From the properties of the indicatrix, different types of projections can be identified:

- If h = k, the projection is conformal.
- If h * k = 1, the projection is equivalent.
- If h = 1 (k = 1), the projection is equidistant along the meridian (parallel circle).

The indicatrix also provides information about the angular distortion of the projection in the point. The maximum amount w is obtained from the formula:

sin (w) = | (k - h) / (k + h) |

### Projection parameters

When specifying a projection, in addition to the general type, for example Gauss-Krüger, you need to specify a number of parameters.

The parameters of the earth ellipsoid must always be specified, but are often given indirectly of the geodetic datum or reference system used.

The other parameters that usually occur are:

- Central meridian; the central meridian which is normally depicted as a vertical straight line and forms the axis of symmetry, and the natural x-axis of the planar system. The longitude (degrees, minutes, seconds) of the central meridian is given, usually relative to the international zero meridian of Greenwich.
- Standard parallels; are indicated for normal projections, and are parallel circles mapped to scale. A projection can have one or two standard parallels. The latitudes of these are given.
- Scale reduction factor; a number, less than or equal to 1, applied to the coordinates to redistribute the scale error in the projection. For example, in UTM, the scale reduction factor 0.9996 is used.
- The latitude of the tangent point; centre point for azimuthal projections. The latitude is specified.

A number of parameters are used to more or less arbitrarily redefine the origin of the projection system:

- False northing: x-addition (or negative values, for reductions)
- False easting: y-addition (or negative values, for reductions)

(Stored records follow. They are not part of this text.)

//! Reading nested tree documents (JSON, TOML) into [`Nested`] maps.
//!
//! Key order of the document is kept: both parsers are built with
//! `preserve_order`.

use std::fmt;
use std::path::Path;
use std::str::FromStr;

use tracing::{debug, instrument};

use crate::application::{ApplicationError, ApplicationResult, IoResultExt};
use crate::domain::{Nested, Value};
use crate::infrastructure::traits::FileSystem;

/// Ordered top-level entries of a document.
pub type NestedMap = Vec<(String, Nested)>;

#[derive(Debug, Clone, Copy, PartialEq, Eq)]
pub enum InputFormat {
    Json,
    Toml,
}

impl InputFormat {
    /// Guesses the format from the file extension.
    pub fn from_path(path: &Path) -> Option<Self> {
        match path.extension()?.to_str()?.to_ascii_lowercase().as_str() {
            "json" => Some(InputFormat::Json),
            "toml" => Some(InputFormat::Toml),
            _ => None,
        }
    }
}

impl fmt::Display for InputFormat {
    fn fmt(&self, f: &mut fmt::Formatter<'_>) -> fmt::Result {
        match self {
            InputFormat::Json => f.write_str("json"),
            InputFormat::Toml => f.write_str("toml"),
        }
    }
}

impl FromStr for InputFormat {
    type Err = String;

    fn from_str(s: &str) -> Result<Self, Self::Err> {
        match s.to_ascii_lowercase().as_str() {
            "json" => Ok(InputFormat::Json),
            "toml" => Ok(InputFormat::Toml),
            other => Err(format!("unknown input format: {other}")),
        }
    }
}

/// Parses `text`; the top level must be a map.
pub fn parse_nested(text: &str, format: InputFormat, source_name: &str) -> ApplicationResult<NestedMap> {
    let invalid = |message: String| ApplicationError::Input {
        source_name: source_name.to_string(),
        message,
    };
    let nested = match format {
        InputFormat::Json => {
            let value: serde_json::Value =
                serde_json::from_str(text).map_err(|e| invalid(e.to_string()))?;
            from_json(value)
        }
        InputFormat::Toml => {
            let table: toml::Table = toml::from_str(text).map_err(|e| invalid(e.to_string()))?;
            from_toml(toml::Value::Table(table))
        }
    };
    match nested {
        Nested::Map(entries) => Ok(entries),
        other => Err(invalid(format!(
            "top level must be a map, found {}",
            other.kind()
        ))),
    }
}

/// Reads and parses a document, taking the format from the extension when
/// none is given.
#[instrument(level = "debug", skip(fs))]
pub fn load_nested(
    fs: &dyn FileSystem,
    path: &Path,
    format: Option<InputFormat>,
) -> ApplicationResult<NestedMap> {
    let source_name = path.display().to_string();
    let format = format
        .or_else(|| InputFormat::from_path(path))
        .ok_or_else(|| ApplicationError::Input {
            source_name: source_name.clone(),
            message: "cannot determine input format, pass --format".to_string(),
        })?;
    if fs.exists(path) && !fs.is_file(path) {
        return Err(ApplicationError::Input {
            source_name,
            message: "not a regular file".to_string(),
        });
    }
    let content = fs.read_to_string(path).with_path_context("read input", path)?;
    let entries = parse_nested(&content, format, &source_name)?;
    debug!(%format, entries = entries.len(), "loaded document");
    Ok(entries)
}

fn from_json(value: serde_json::Value) -> Nested {
    match value {
        serde_json::Value::Null => Nested::Scalar(Value::Null),
        serde_json::Value::Bool(b) => Nested::Scalar(Value::Boolean(b)),
        serde_json::Value::Number(n) => Nested::Scalar(if let Some(i) = n.as_i64() {
            Value::Integer(i)
        } else if let Some(u) = n.as_u64() {
            Value::from(u)
        } else {
            n.as_f64()
                .map_or_else(|| Value::Text(n.to_string()), Value::Float)
        }),
        serde_json::Value::String(s) => Nested::Scalar(Value::Text(s)),
        serde_json::Value::Array(items) => Nested::List(items.into_iter().map(from_json).collect()),
        serde_json::Value::Object(map) => {
            Nested::Map(map.into_iter().map(|(k, v)| (k, from_json(v))).collect())
        }
    }
}

fn from_toml(value: toml::Value) -> Nested {
    match value {
        toml::Value::String(s) => Nested::Scalar(Value::Text(s)),
        toml::Value::Integer(i) => Nested::Scalar(Value::Integer(i)),
        toml::Value::Float(x) => Nested::Scalar(Value::Float(x)),
        toml::Value::Boolean(b) => Nested::Scalar(Value::Boolean(b)),
        toml::Value::Datetime(dt) => Nested::Scalar(Value::Text(dt.to_string())),
        toml::Value::Array(items) => Nested::List(items.into_iter().map(from_toml).collect()),
        toml::Value::Table(table) => {
            Nested::Map(table.into_iter().map(|(k, v)| (k, from_toml(v))).collect())
        }
    }
}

The following are not normally used in Sweden:

- Latitude of origin; here it is stated that the origin of the plane system should be located at a certain latitude.
- Longitude of origin; here it is stated that the origin of the planar system is to be located at a certain longitude. Is normally the same as the longitude of the central meridian.

## Example of a map projection construction

The following example shows, in steps, how you can project a point that has geodetic coordinates and map it on a plane, such as a map. You can follow the example in the reverse order, if you have a point with plane coordinates and you want to convert it to geodetic coordinates. The example shows a Transverse Mercator projection which is the most common projection in Sweden, but the cylinder can be exchanged into an another geometry, such as a cone.

1. You have a point (depicted as a red point in the figure) with the geodetic coordinates (latitude=j, longitude=l).

2. Now you place a cylinder tangent to the chosen central meridian (depicted in orange in the figure). By mapping the red point on the onto the cylinder you will get the new green point.

3. In this step you unfold the cylinder to form a plane surface.

4. You are done. Your original point is now expressed in a plane coordinate system, as a green point in the figure.